Darmflora von MS-Patienten kann MS-ähnliche Krankheit im Tiermodell auslösen
München/San Franzisko/Münster – Seit einigen Jahren stehen Bakterien der natürlichen Darmflora unter Verdacht, bei entsprechender genetischer Disposition eine Multiple Sklerose (MS) auslösen zu können. Eine internationale Arbeitsgruppe um Hartmut Wekerle und Gurumoorthy Krishnamoorthy von den Max-Planck-Instituten (MPI) für Neurobiologie und für Biochemie konnte nun zeigen, dass die Darmflora an MS erkrankter Patienten eine MS-ähnliche Krankheit im Tiermodell auslösen kann. Die Arbeit ist den Proceedings of the National Academy of Sciences (PNAS) erschienen (2017; doi: 10.1073/pnas.1711233114).
Potenziell autoaggressive T-Zellen hat jeder Mensch, doch sind die Zellen in der Regel lebenslang inaktiv. Bei manchen Menschen wird jedoch das pathogene Potenzial dieser Zellen geweckt – es kommt zum Ausbruch der MS. Den Grund für diese Aktivierung vermuten Wissenschaftler in einer Kombination aus Genetik und Umweltfaktoren. „Wir kennen mittlerweile mehr als 200 Gene, die den Menschen für eine MS-Erkrankung empfänglich machen“, erklärte Wekerle. Damit es zum Ausbruch komme, brauche es jedoch einen Auslöser.
Die Grundidee der Studie war der Vergleich der Darmflora eineiiger Zwillingspaare. In seltenen Fällen haben MS-Patienten eineiige Zwillingsgeschwister, wobei in den meisten dieser Fälle nur ein Zwilling an MS erkrankt, während der andere gesund ist.

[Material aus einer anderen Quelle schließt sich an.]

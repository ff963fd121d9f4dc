//! Top-level wiring of registry, cache manager, metrics and health.

use std::{sync::Arc, time::Duration};

use tokio_util::sync::CancellationToken;
use tracing::info;

use crate::{
    cache::CacheManager,
    core::{
        client::ToolExecutor,
        config::GatewayConfig,
        factory::ClientFactory,
        health::{HealthChecker, HealthReport},
        metrics::{GatewayMetrics, MetricsSnapshot},
        registry::ServerRegistry,
        types::{ToolExecution, ToolResult},
    },
    error::GatewayResult,
};

/// A configured gateway. Background loops run between [`start`](Self::start)
/// and [`shutdown`](Self::shutdown).
pub struct ToolGateway {
    config: GatewayConfig,
    registry: Arc<ServerRegistry>,
    cache: Arc<CacheManager>,
    metrics: Arc<GatewayMetrics>,
    health: HealthChecker,
    shutdown: CancellationToken,
}

impl ToolGateway {
    /// Register configured servers and build the cache around the registry.
    ///
    /// Must be called inside a tokio runtime.
    pub fn new(config: GatewayConfig, factory: Arc<ClientFactory>) -> GatewayResult<Self> {
        let registry = ServerRegistry::from_config(&config, factory)?;
        Self::with_registry(config, registry)
    }

    pub fn with_registry(
        config: GatewayConfig,
        registry: Arc<ServerRegistry>,
    ) -> GatewayResult<Self> {
        let metrics = Arc::new(GatewayMetrics::new());
        let executor: Arc<dyn ToolExecutor> = registry.clone();
        let cache = Arc::new(
            CacheManager::new(config.cache.clone(), executor)?.with_metrics(Arc::clone(&metrics)),
        );
        let health = HealthChecker::new(
            Arc::clone(&registry),
            Arc::clone(&cache),
            Arc::clone(&metrics),
        );

        Ok(Self {
            config,
            registry,
            cache,
            metrics,
            health,
            shutdown: CancellationToken::new(),
        })
    }

    /// Start health checking, cache cleanup and, if configured, auto-discovery.
    pub fn start(&self) -> GatewayResult<()> {
        self.registry.start_health_checking(&self.shutdown)?;
        self.cache.start_cleanup(&self.shutdown)?;
        if self.config.discovery.enabled {
            self.registry.start_auto_discovery(
                &self.shutdown,
                Duration::from_secs(self.config.discovery.interval),
            )?;
        }
        info!(
            servers = self.registry.len(),
            cache_enabled = self.cache.is_enabled(),
            discovery = self.config.discovery.enabled,
            "Tool gateway started"
        );
        Ok(())
    }

    pub async fn execute(&self, execution: &ToolExecution) -> GatewayResult<ToolResult> {
        self.cache.execute_with_cache(execution).await
    }

    pub fn registry(&self) -> &Arc<ServerRegistry> {
        &self.registry
    }

    pub fn cache_manager(&self) -> &Arc<CacheManager> {
        &self.cache
    }

    pub fn metrics(&self) -> &Arc<GatewayMetrics> {
        &self.metrics
    }

    pub async fn check_health(&self) -> HealthReport {
        self.health.check_health().await
    }

    pub fn get_metrics(&self) -> MetricsSnapshot {
        self.health.get_metrics()
    }

    pub async fn shutdown(&self) {
        self.shutdown.cancel();
        self.cache.shutdown().await;
        self.registry.shutdown().await;
        info!("Tool gateway shut down");
    }
}
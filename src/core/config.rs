//! Gateway configuration types.
//!
//! Defines server, cache and discovery configuration. Everything here is expected
//! to arrive fully populated from an external loader; `from_file` is a convenience
//! for embedding binaries.

use std::{
    collections::{HashMap, HashSet},
    path::PathBuf,
    time::Duration,
};

use serde::{Deserialize, Serialize};
use serde_json::{Map, Value};

use crate::error::{GatewayError, GatewayResult};

#[derive(Debug, Clone, Deserialize, Serialize)]
pub struct GatewayConfig {
    /// Servers registered at startup
    #[serde(default)]
    pub servers: Vec<ServerConfig>,

    /// Tool-result cache settings
    #[serde(default)]
    pub cache: CacheConfig,

    /// Background health check cadence (seconds)
    #[serde(default = "default_health_check_interval")]
    pub health_check_interval: u64,

    /// Auto-discovery settings
    #[serde(default)]
    pub discovery: DiscoveryConfig,
}

#[derive(Debug, Clone, PartialEq, Deserialize, Serialize)]
pub struct ServerConfig {
    pub id: String,
    pub name: String,

    /// Logical grouping, e.g. "local" or "remote"
    #[serde(rename = "type", default)]
    pub server_type: String,

    /// Factory-registered client implementation to instantiate
    #[serde(default = "default_client_type")]
    pub client_type: String,

    /// Transport-specific connection descriptor, interpreted by the client
    #[serde(default)]
    pub connection: Map<String, Value>,

    #[serde(default)]
    pub enabled: bool,

    /// Connect and ping timeout (seconds)
    #[serde(default = "default_server_timeout")]
    pub timeout: u64,

    /// Declared feature strings surfaced in `ServerInfo`
    #[serde(default, skip_serializing_if = "Vec::is_empty")]
    pub capabilities: Vec<String>,

    #[serde(default, skip_serializing_if = "Vec::is_empty")]
    pub tags: Vec<String>,
}

impl ServerConfig {
    pub fn new(id: impl Into<String>, client_type: impl Into<String>) -> Self {
        let id = id.into();
        Self {
            name: id.clone(),
            id,
            server_type: String::new(),
            client_type: client_type.into(),
            connection: Map::new(),
            enabled: false,
            timeout: default_server_timeout(),
            capabilities: Vec::new(),
            tags: Vec::new(),
        }
    }

    pub fn enabled(mut self, enabled: bool) -> Self {
        self.enabled = enabled;
        self
    }

    pub fn with_connection(mut self, key: impl Into<String>, value: impl Into<Value>) -> Self {
        self.connection.insert(key.into(), value.into());
        self
    }

    pub fn timeout_duration(&self) -> Duration {
        Duration::from_secs(self.timeout)
    }
}

#[derive(Debug, Clone, Copy, PartialEq, Eq, Default, Deserialize, Serialize)]
#[serde(rename_all = "lowercase")]
pub enum EvictionPolicy {
    #[default]
    Lru,
}

/// Storage medium for cached results. Only in-process memory exists today.
#[derive(Debug, Clone, Copy, PartialEq, Eq, Default, Deserialize, Serialize)]
#[serde(rename_all = "lowercase")]
pub enum CacheBackend {
    #[default]
    Memory,
}

#[derive(Debug, Clone, Deserialize, Serialize)]
pub struct CacheConfig {
    #[serde(default = "default_true")]
    pub enabled: bool,

    /// TTL applied when no per-tool override exists (seconds)
    #[serde(default = "default_ttl")]
    pub default_ttl: u64,

    /// Upper bound on the summed entry size of one (tool, server) cache
    #[serde(default = "default_max_size_bytes")]
    pub max_size_bytes: u64,

    /// Upper bound on the entry count of one (tool, server) cache
    #[serde(default = "default_max_keys")]
    pub max_keys: usize,

    #[serde(default)]
    pub eviction_policy: EvictionPolicy,

    /// Expired-entry sweep cadence (seconds)
    #[serde(default = "default_cleanup_interval")]
    pub cleanup_interval: u64,

    #[serde(default)]
    pub backend: CacheBackend,

    /// Per-tool TTL overrides keyed by tool name (seconds)
    #[serde(default)]
    pub per_tool_ttl: HashMap<String, u64>,
}

impl CacheConfig {
    pub fn default_ttl_duration(&self) -> Duration {
        Duration::from_secs(self.default_ttl)
    }

    pub fn cleanup_interval_duration(&self) -> Duration {
        Duration::from_secs(self.cleanup_interval)
    }

    /// Override for `tool_name` if present, otherwise the default TTL.
    pub fn ttl_for_tool(&self, tool_name: &str) -> Duration {
        self.per_tool_ttl
            .get(tool_name)
            .map(|secs| Duration::from_secs(*secs))
            .unwrap_or_else(|| self.default_ttl_duration())
    }

    pub fn validate(&self) -> GatewayResult<()> {
        if self.default_ttl == 0 {
            return Err(GatewayError::Config("cache.default_ttl must be > 0".into()));
        }
        if self.max_keys == 0 {
            return Err(GatewayError::Config("cache.max_keys must be > 0".into()));
        }
        if self.max_size_bytes == 0 {
            return Err(GatewayError::Config(
                "cache.max_size_bytes must be > 0".into(),
            ));
        }
        if self.cleanup_interval == 0 {
            return Err(GatewayError::Config(
                "cache.cleanup_interval must be > 0".into(),
            ));
        }
        if let Some((tool, _)) = self.per_tool_ttl.iter().find(|(_, ttl)| **ttl == 0) {
            return Err(GatewayError::Config(format!(
                "cache.per_tool_ttl.{} must be > 0",
                tool
            )));
        }
        Ok(())
    }
}

#[derive(Debug, Clone, Deserialize, Serialize)]
pub struct DiscoveryConfig {
    /// Start the auto-discovery loop with the registry
    #[serde(default)]
    pub enabled: bool,

    /// Discovery cadence (seconds)
    #[serde(default = "default_discovery_interval")]
    pub interval: u64,

    /// Directories to scan; empty means every `$PATH` entry
    #[serde(default)]
    pub search_paths: Vec<PathBuf>,

    /// Executable file-name prefix that marks a tool server
    #[serde(default = "default_discovery_prefix")]
    pub executable_prefix: String,
}

// Default value functions
fn default_true() -> bool {
    true
}

fn default_client_type() -> String {
    "rmcp".to_string()
}

fn default_server_timeout() -> u64 {
    30
}

fn default_health_check_interval() -> u64 {
    30
}

fn default_ttl() -> u64 {
    900 // 15 minutes
}

fn default_max_size_bytes() -> u64 {
    100 * 1024 * 1024
}

fn default_max_keys() -> usize {
    10_000
}

fn default_cleanup_interval() -> u64 {
    300 // 5 minutes
}

fn default_discovery_interval() -> u64 {
    300
}

fn default_discovery_prefix() -> String {
    "mcp-server-".to_string()
}

impl Default for CacheConfig {
    fn default() -> Self {
        Self {
            enabled: true,
            default_ttl: default_ttl(),
            max_size_bytes: default_max_size_bytes(),
            max_keys: default_max_keys(),
            eviction_policy: EvictionPolicy::Lru,
            cleanup_interval: default_cleanup_interval(),
            backend: CacheBackend::Memory,
            per_tool_ttl: HashMap::new(),
        }
    }
}

impl Default for GatewayConfig {
    fn default() -> Self {
        Self {
            servers: Vec::new(),
            cache: CacheConfig::default(),
            health_check_interval: default_health_check_interval(),
            discovery: DiscoveryConfig::default(),
        }
    }
}

impl Default for DiscoveryConfig {
    fn default() -> Self {
        Self {
            enabled: false,
            interval: default_discovery_interval(),
            search_paths: Vec::new(),
            executable_prefix: default_discovery_prefix(),
        }
    }
}

impl GatewayConfig {
    /// Load configuration from a YAML file
    pub async fn from_file(path: impl AsRef<std::path::Path>) -> GatewayResult<Self> {
        let content = tokio::fs::read_to_string(path).await?;
        Self::from_yaml_str(&content)
    }

    pub fn from_yaml_str(content: &str) -> GatewayResult<Self> {
        let config: Self = serde_yaml::from_str(content)?;
        config.validate()?;
        Ok(config)
    }

    pub fn health_check_interval_duration(&self) -> Duration {
        Duration::from_secs(self.health_check_interval)
    }

    pub fn validate(&self) -> GatewayResult<()> {
        let mut seen = HashSet::new();
        for server in &self.servers {
            if server.id.trim().is_empty() {
                return Err(GatewayError::Config("server id must not be empty".into()));
            }
            if !seen.insert(server.id.as_str()) {
                return Err(GatewayError::Config(format!(
                    "duplicate server id '{}'",
                    server.id
                )));
            }
            if server.timeout == 0 {
                return Err(GatewayError::Config(format!(
                    "server '{}' timeout must be > 0",
                    server.id
                )));
            }
        }
        if self.health_check_interval == 0 {
            return Err(GatewayError::Config(
                "health_check_interval must be > 0".into(),
            ));
        }
        if self.discovery.enabled && self.discovery.interval == 0 {
            return Err(GatewayError::Config(
                "discovery.interval must be > 0".into(),
            ));
        }
        self.cache.validate()
    }
}
//! Server lifecycle events delivered to a single subscriber.

use std::sync::Arc;

use chrono::{DateTime, Utc};
use serde::Serialize;
use serde_json::Value;
use tokio::sync::mpsc;
use tracing::warn;

#[derive(Debug, Clone, Copy, PartialEq, Eq, Serialize)]
#[serde(rename_all = "snake_case")]
pub enum ServerEventKind {
    ServerAdded,
    ServerRemoved,
    ServerConnected,
    ServerConnectionFailed,
}

#[derive(Debug, Clone, Serialize)]
pub struct ServerEvent {
    #[serde(rename = "type")]
    pub kind: ServerEventKind,
    pub server_id: String,
    pub data: Value,
    pub timestamp: DateTime<Utc>,
}

impl ServerEvent {
    pub fn new(kind: ServerEventKind, server_id: impl Into<String>, data: Value) -> Self {
        Self {
            kind,
            server_id: server_id.into(),
            data,
            timestamp: Utc::now(),
        }
    }
}

/// Callback invoked outside every registry lock.
pub type ServerEventHandler = Arc<dyn Fn(ServerEvent) + Send + Sync>;

/// Adapt a bounded channel into a handler that never blocks the emitter.
///
/// Events that do not fit are dropped with a warning.
pub fn channel_handler(sender: mpsc::Sender<ServerEvent>) -> ServerEventHandler {
    Arc::new(move |event: ServerEvent| {
        if let Err(err) = sender.try_send(event) {
            match err {
                mpsc::error::TrySendError::Full(event) => warn!(
                    server_id = %event.server_id,
                    kind = ?event.kind,
                    "Event channel full, dropping server event"
                ),
                mpsc::error::TrySendError::Closed(event) => warn!(
                    server_id = %event.server_id,
                    kind = ?event.kind,
                    "Event channel closed, dropping server event"
                ),
            }
        }
    })
}

#[cfg(test)]
mod tests {
    use serde_json::json;

    use super::*;

    #[tokio::test]
    async fn test_channel_handler_delivers_and_drops_when_full() {
        let (tx, mut rx) = mpsc::channel(1);
        let handler = channel_handler(tx);

        handler(ServerEvent::new(ServerEventKind::ServerAdded, "s1", json!({})));
        handler(ServerEvent::new(ServerEventKind::ServerRemoved, "s1", json!({})));

        let first = rx.recv().await.unwrap();
        assert_eq!(first.kind, ServerEventKind::ServerAdded);
        assert!(rx.try_recv().is_err());
    }

    #[test]
    fn test_event_serialization() {
        let event = ServerEvent::new(
            ServerEventKind::ServerConnectionFailed,
            "s2",
            json!({"error": "refused"}),
        );
        let value = serde_json::to_value(&event).unwrap();
        assert_eq!(value["type"], "server_connection_failed");
        assert_eq!(value["server_id"], "s2");
        assert_eq!(value["data"]["error"], "refused");
    }
}
//! Aggregate health and metrics for external consumers.

use std::{collections::BTreeMap, sync::Arc};

use chrono::{DateTime, Utc};
use serde::Serialize;
use serde_json::{json, Value};
use tracing::debug;

use super::{
    metrics::{GatewayMetrics, MetricsSnapshot},
    registry::ServerRegistry,
    types::{ConnectionStatus, HealthStatus},
};
use crate::cache::CacheManager;

/// Executions needed before the error rate can mark metrics degraded.
const MIN_EXECUTIONS_FOR_ERROR_RATE: u64 = 10;
const MAX_HEALTHY_ERROR_RATE: f64 = 0.5;

/// Ordered from best to worst so the overall status is the maximum.
#[derive(Debug, Clone, Copy, PartialEq, Eq, PartialOrd, Ord, Serialize)]
#[serde(rename_all = "lowercase")]
pub enum ComponentStatus {
    Healthy,
    Degraded,
    Error,
}

#[derive(Debug, Clone, Serialize)]
pub struct ComponentHealth {
    pub status: ComponentStatus,
    pub checked_at: DateTime<Utc>,
    pub details: Value,
    #[serde(skip_serializing_if = "Option::is_none")]
    pub error: Option<String>,
}

impl ComponentHealth {
    fn new(status: ComponentStatus, details: Value, error: Option<String>) -> Self {
        Self {
            status,
            checked_at: Utc::now(),
            details,
            error,
        }
    }
}

#[derive(Debug, Clone, Serialize)]
pub struct HealthReport {
    pub overall: ComponentStatus,
    pub checked_at: DateTime<Utc>,
    pub components: BTreeMap<String, ComponentHealth>,
}

impl HealthReport {
    pub fn is_healthy(&self) -> bool {
        self.overall == ComponentStatus::Healthy
    }
}

pub struct HealthChecker {
    registry: Arc<ServerRegistry>,
    cache_manager: Arc<CacheManager>,
    metrics: Arc<GatewayMetrics>,
}

impl HealthChecker {
    pub fn new(
        registry: Arc<ServerRegistry>,
        cache_manager: Arc<CacheManager>,
        metrics: Arc<GatewayMetrics>,
    ) -> Self {
        Self {
            registry,
            cache_manager,
            metrics,
        }
    }

    /// Ping every server, then classify registry, cache and metrics.
    pub async fn check_health(&self) -> HealthReport {
        let statuses = self.registry.health_check().await;
        let enabled: Vec<HealthStatus> = self
            .registry
            .list_servers()
            .into_iter()
            .filter(|info| info.enabled)
            .filter_map(|info| statuses.get(&info.id).cloned())
            .collect();

        let mut components = BTreeMap::new();
        components.insert(
            "registry".to_string(),
            registry_health(statuses.len(), &enabled),
        );
        components.insert("cache".to_string(), self.cache_health());
        components.insert(
            "metrics".to_string(),
            metrics_health(&self.metrics.snapshot()),
        );

        let overall = components
            .values()
            .map(|c| c.status)
            .max()
            .unwrap_or(ComponentStatus::Healthy);
        debug!(?overall, "Health check complete");

        HealthReport {
            overall,
            checked_at: Utc::now(),
            components,
        }
    }

    /// Metrics snapshot including aggregated cache stats. Never mutates state.
    pub fn get_metrics(&self) -> MetricsSnapshot {
        let mut snapshot = self.metrics.snapshot();
        snapshot.cache = Some(self.cache_manager.get_global_stats());
        snapshot
    }

    fn cache_health(&self) -> ComponentHealth {
        if !self.cache_manager.is_enabled() {
            return ComponentHealth::new(
                ComponentStatus::Healthy,
                json!({ "enabled": false }),
                None,
            );
        }

        let stats = self.cache_manager.get_global_stats();
        let cleanup_running = self.cache_manager.is_cleanup_running();
        let details = json!({
            "enabled": true,
            "cleanup_running": cleanup_running,
            "total_keys": stats.total_keys,
            "total_size": stats.total_size,
            "hit_rate": stats.hit_rate,
        });

        if cleanup_running {
            ComponentHealth::new(ComponentStatus::Healthy, details, None)
        } else {
            ComponentHealth::new(
                ComponentStatus::Degraded,
                details,
                Some("cache cleanup task is not running".to_string()),
            )
        }
    }
}

/// `enabled` holds the health of enabled servers only; disabled ones are
/// counted in `total` but never expected to connect.
fn registry_health(total: usize, enabled: &[HealthStatus]) -> ComponentHealth {
    let connected = enabled
        .iter()
        .filter(|h| h.status == ConnectionStatus::Connected)
        .count();
    let failing = enabled.len() - connected;
    let details = json!({
        "total_servers": total,
        "enabled_servers": enabled.len(),
        "connected": connected,
        "failing": failing,
    });

    if enabled.is_empty() {
        return ComponentHealth::new(
            ComponentStatus::Degraded,
            details,
            Some("no enabled servers".to_string()),
        );
    }
    match (connected, failing) {
        (_, 0) => ComponentHealth::new(ComponentStatus::Healthy, details, None),
        (0, _) => ComponentHealth::new(
            ComponentStatus::Error,
            details,
            Some("all servers are failing".to_string()),
        ),
        (_, n) => ComponentHealth::new(
            ComponentStatus::Degraded,
            details,
            Some(format!("{} server(s) failing", n)),
        ),
    }
}

fn metrics_health(snapshot: &MetricsSnapshot) -> ComponentHealth {
    let details = json!({
        "total_executions": snapshot.total_executions,
        "error_rate": snapshot.error_rate,
        "hit_rate": snapshot.hit_rate,
        "active_executions": snapshot.active_executions,
    });

    if snapshot.total_executions >= MIN_EXECUTIONS_FOR_ERROR_RATE
        && snapshot.error_rate > MAX_HEALTHY_ERROR_RATE
    {
        ComponentHealth::new(
            ComponentStatus::Degraded,
            details,
            Some(format!(
                "error rate {:.0}% over {} executions",
                snapshot.error_rate * 100.0,
                snapshot.total_executions
            )),
        )
    } else {
        ComponentHealth::new(ComponentStatus::Healthy, details, None)
    }
}
// SPDX-License-Identifier: MPL-2.0

//! Wound-wait object locking.
//!
//! Every multi-object operation (pinning several buffers for a submit,
//! migrating while a fault handler binds) runs inside a
//! [`WwTransaction`]. Locks taken through the transaction detect
//! ordering conflicts: a younger transaction that would wait on an
//! older one gets `EDEADLK` instead, must release everything it holds,
//! wait for the contended lock, and retry the whole transaction. There
//! is no partial rollback.

use core::sync::atomic::{AtomicU64, Ordering};

use crate::prelude::*;

/// No transaction holds the lock.
const UNLOCKED: u64 = 0;

/// Allocator of transaction tickets. One per device.
#[derive(Debug)]
pub struct WwClass {
    next_ticket: AtomicU64,
}

impl WwClass {
    pub const fn new() -> Self {
        Self {
            // Ticket 0 means "unlocked"; start above it.
            next_ticket: AtomicU64::new(1),
        }
    }

    /// Opens a transaction with a fresh ticket.
    pub fn begin(&self) -> WwTransaction<'_> {
        WwTransaction {
            class: self,
            ticket: self.next_ticket.fetch_add(1, Ordering::Relaxed),
        }
    }
}

impl Default for WwClass {
    fn default() -> Self {
        Self::new()
    }
}

/// An open wound-wait acquire context.
#[derive(Debug)]
pub struct WwTransaction<'a> {
    class: &'a WwClass,
    ticket: u64,
}

impl WwTransaction<'_> {
    pub fn ticket(&self) -> u64 {
        self.ticket
    }

    /// Restarts the transaction with a fresh (younger) ticket.
    ///
    /// Called by the retry helper after a backoff; the caller must have
    /// dropped every guard first.
    pub fn restart(&mut self) {
        self.ticket = self.class.next_ticket.fetch_add(1, Ordering::Relaxed);
    }
}

/// A mutex participating in wound-wait ordering.
#[derive(Debug)]
pub struct WwMutex<T> {
    owner: AtomicU64,
    inner: Mutex<T>,
}

impl<T> WwMutex<T> {
    pub const fn new(value: T) -> Self {
        Self {
            owner: AtomicU64::new(UNLOCKED),
            inner: Mutex::new(value),
        }
    }

    /// Locks within a transaction.
    ///
    /// Returns `EDEADLK` if the lock is held by an older transaction;
    /// the caller must back off per the wound-wait protocol. Waits out
    /// younger holders.
    pub fn lock_ww<'a>(&'a self, txn: &WwTransaction<'_>) -> Result<WwGuard<'a, T>> {
        loop {
            let holder = self.owner.load(Ordering::Acquire);
            if holder == UNLOCKED {
                if self
                    .owner
                    .compare_exchange(UNLOCKED, txn.ticket, Ordering::AcqRel, Ordering::Acquire)
                    .is_ok()
                {
                    let guard = self.inner.lock();
                    return Ok(WwGuard {
                        owner: &self.owner,
                        guard,
                    });
                }
                continue;
            }
            if holder < txn.ticket {
                // An older transaction holds it: we are the one that
                // must die and retry from the top.
                return_errno!(Errno::EDEADLK);
            }
            core::hint::spin_loop();
        }
    }

    /// Locks outside any transaction, for single-object paths that can
    /// never hold more than one object lock.
    pub fn lock_single(&self) -> WwGuard<'_, T> {
        loop {
            if self
                .owner
                .compare_exchange(UNLOCKED, u64::MAX, Ordering::AcqRel, Ordering::Acquire)
                .is_ok()
            {
                let guard = self.inner.lock();
                return WwGuard {
                    owner: &self.owner,
                    guard,
                };
            }
            core::hint::spin_loop();
        }
    }

    /// Spins until the lock is free. Used by the backoff protocol to
    /// wait on the contended lock before retrying.
    pub fn wait_unlocked(&self) {
        while self.owner.load(Ordering::Acquire) != UNLOCKED {
            core::hint::spin_loop();
        }
    }
}

/// Guard of a [`WwMutex`].
#[derive(Debug)]
pub struct WwGuard<'a, T> {
    owner: &'a AtomicU64,
    guard: MutexGuard<'a, T>,
}

impl<T> core::ops::Deref for WwGuard<'_, T> {
    type Target = T;

    fn deref(&self) -> &T {
        &self.guard
    }
}

impl<T> core::ops::DerefMut for WwGuard<'_, T> {
    fn deref_mut(&mut self) -> &mut T {
        &mut self.guard
    }
}

impl<T> Drop for WwGuard<'_, T> {
    fn drop(&mut self) {
        self.owner.store(UNLOCKED, Ordering::Release);
    }
}

/// Runs `f` as a wound-wait transaction, retrying on `EDEADLK` with a
/// fresh ticket each round.
///
/// `f` must release every lock it took before returning `EDEADLK`
/// upward, which guard scoping enforces naturally.
pub fn ww_retry<T>(
    class: &WwClass,
    mut f: impl FnMut(&WwTransaction<'_>) -> Result<T>,
) -> Result<T> {
    let mut txn = class.begin();
    loop {
        match f(&txn) {
            Err(e) if e.error() == Errno::EDEADLK => {
                trace!("ww transaction {} backing off", txn.ticket());
                txn.restart();
            }
            other => return other,
        }
    }
}

#[cfg(test)]
mod test {
    use super::*;

    #[test]
    fn older_holder_wins() {
        let class = WwClass::new();
        let m = WwMutex::new(0u32);

        let old = class.begin();
        let young = class.begin();
        assert!(old.ticket() < young.ticket());

        let _held = m.lock_ww(&old).unwrap();
        assert_eq!(m.lock_ww(&young).unwrap_err().error(), Errno::EDEADLK);
    }

    #[test]
    fn retry_restarts_whole_transaction() {
        let class = WwClass::new();
        let m = WwMutex::new(0u32);
        let mut attempts = 0;
        let blocker = class.begin();
        let held = m.lock_ww(&blocker).unwrap();

        let res: Result<u32> = ww_retry(&class, |txn| {
            attempts += 1;
            if attempts == 1 {
                // First round conflicts with the older holder.
                m.lock_ww(txn).map(|g| *g)
            } else {
                Ok(42)
            }
        });
        assert_eq!(res.unwrap(), 42);
        assert_eq!(attempts, 2);
        drop(held);
    }

    #[test]
    fn concurrent_transactions_make_progress() {
        use std::{sync::Arc as StdArc, thread};

        let class = StdArc::new(WwClass::new());
        let a = StdArc::new(WwMutex::new(0u64));
        let b = StdArc::new(WwMutex::new(0u64));

        let mut handles = std::vec::Vec::new();
        for i in 0..4 {
            let (class, a, b) = (class.clone(), a.clone(), b.clone());
            handles.push(thread::spawn(move || {
                for _ in 0..100 {
                    ww_retry(&class, |txn| {
                        // Half the threads lock in the opposite order to
                        // force ordering conflicts.
                        let (first, second) = if i % 2 == 0 { (&a, &b) } else { (&b, &a) };
                        let mut g1 = first.lock_ww(txn)?;
                        let mut g2 = second.lock_ww(txn)?;
                        *g1 += 1;
                        *g2 += 1;
                        Ok(())
                    })
                    .unwrap();
                }
            }));
        }
        for h in handles {
            h.join().unwrap();
        }
        assert_eq!(*a.lock_single(), 400);
        assert_eq!(*b.lock_single(), 400);
    }
}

Dies ist ein Hinweis dafür, dass bei der MS-Entstehung andere als nur genetische Faktoren wirksam sind.
Im Rahmen des Kooperationsprojekts rekrutierten Lisa Ann Gerdes, Reinhard Hohlfeld und ihre Kollegen vom Institut für Klinische Neuroimmunologie der Universität München deutschlandweit eine Kohorte von mittlerweile mehr als 50 eineiigen Zwillingspaaren, bei denen jeweils ein Zwilling an MS erkrankt ist. Bei ihnen wollten die Forscher MS-relevante Unterschiede der Darmflora aufdecken.
Unter anderem impften sie dazu genetisch veränderte Mäuse mit den jeweiligen menschlichen Mikrobiomen. Tiere, die Darmfloraproben der MS-kranken Zwillinge bekamen, erkrankten zu fast hundert Prozent an der MS-ähnlichen Hirnentzündung. Die Untersuchungen bestätigten damit laut Arbeitsgruppe, dass Bestandteile der Darmflora von MS-Patienten eine funktionelle Rolle bei der T-Zellaktivierung spielen und somit ein Auslöser für die MS beim Menschen sein könnten.
„Nun kommt es darauf an, die in Frage kommenden Mikroorganismen weiter einzugrenzen und zu untersuchen“, so Wekerle. Es sei allerdings offen, ob und welche Diagnose- und Therapieverfahren daraus entstehen könnten, betonte er.